Candidato da oposição pede reconhecimento explícito da vitória eleitoral de 2024
O líder da oposição venezuelana, Edmundo González Urrutia, exilado em Espanha, pediu hoje o reconhecimento explícito da sua vitória nas presidenciais de 2024, oficialmente atribuídas a Nicolás Maduro, capturado pelos Estados Unidos no início do mês.
Segundo um comunicado da sua equipa, González Urrutia defendeu, numa conversa telefónica com o chefe de Governo espanhol, Pedro Sánchez, que "a reconstrução democrática na Venezuela depende do reconhecimento explícito dos resultados das eleições de 28 de julho de 2024".
Procurado por um mandado de detenção emitido pelas autoridades venezuelanas, González Urrutia abandonou o país em setembro de 2024 e fixou-se em Espanha, onde vive uma numerosa comunidade venezuelana.
A oposição, que divulgou atas de votação consideradas fraudulentas pelo Governo em Caracas, sustenta que González Urrutia foi o legítimo vencedor do sufrágio presidencial.
De acordo com o mesmo comunicado, o opositor afirmou ainda que "as transições políticas genuínas são complexas e não podem ser reduzidas a gestos parciais".
Hoje, González Urrutia declarou-se "profundamente feliz" com a libertação recente de vários presos políticos, mas avisou, no encontro com Sánchez, contra libertações "selectivas", que classificou como possíveis "gestos tácticos".

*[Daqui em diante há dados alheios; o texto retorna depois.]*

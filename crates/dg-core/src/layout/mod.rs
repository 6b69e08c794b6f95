//! Layout graphs
//!
//! The abstract shape of a level: which rooms exist and which room hangs off
//! which corridor.

mod graph;
mod node;

pub use graph::LayoutGraph;
pub use node::{LayoutNode, RoomId};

O opositor sublinhou que muitos presos políticos "continuam detidos" e que essas libertações não substituem "a restauração plena dos direitos" nem o reconhecimento do mandato democrático que disse ter recebido, a par de María Corina Machado, prémio Nobel da Paz 2025 e sua antecessora como candidata presidencial.
Após a captura de Nicolás Maduro, o Presidente norte-americano, Donald Trump, afirmou que María Corina Machado não estava qualificada para liderar o país.
A organização não-governamental Foro Penal estimava em 806 o número de presos políticos na Venezuela antes das libertações de quinta-feira, incluindo 175 militares.
Entre os detidos encontrava-se o genro de González Urrutia, Rafael Tudares Bracho, condenado no início de dezembro a 30 anos de prisão, segundo a sua família.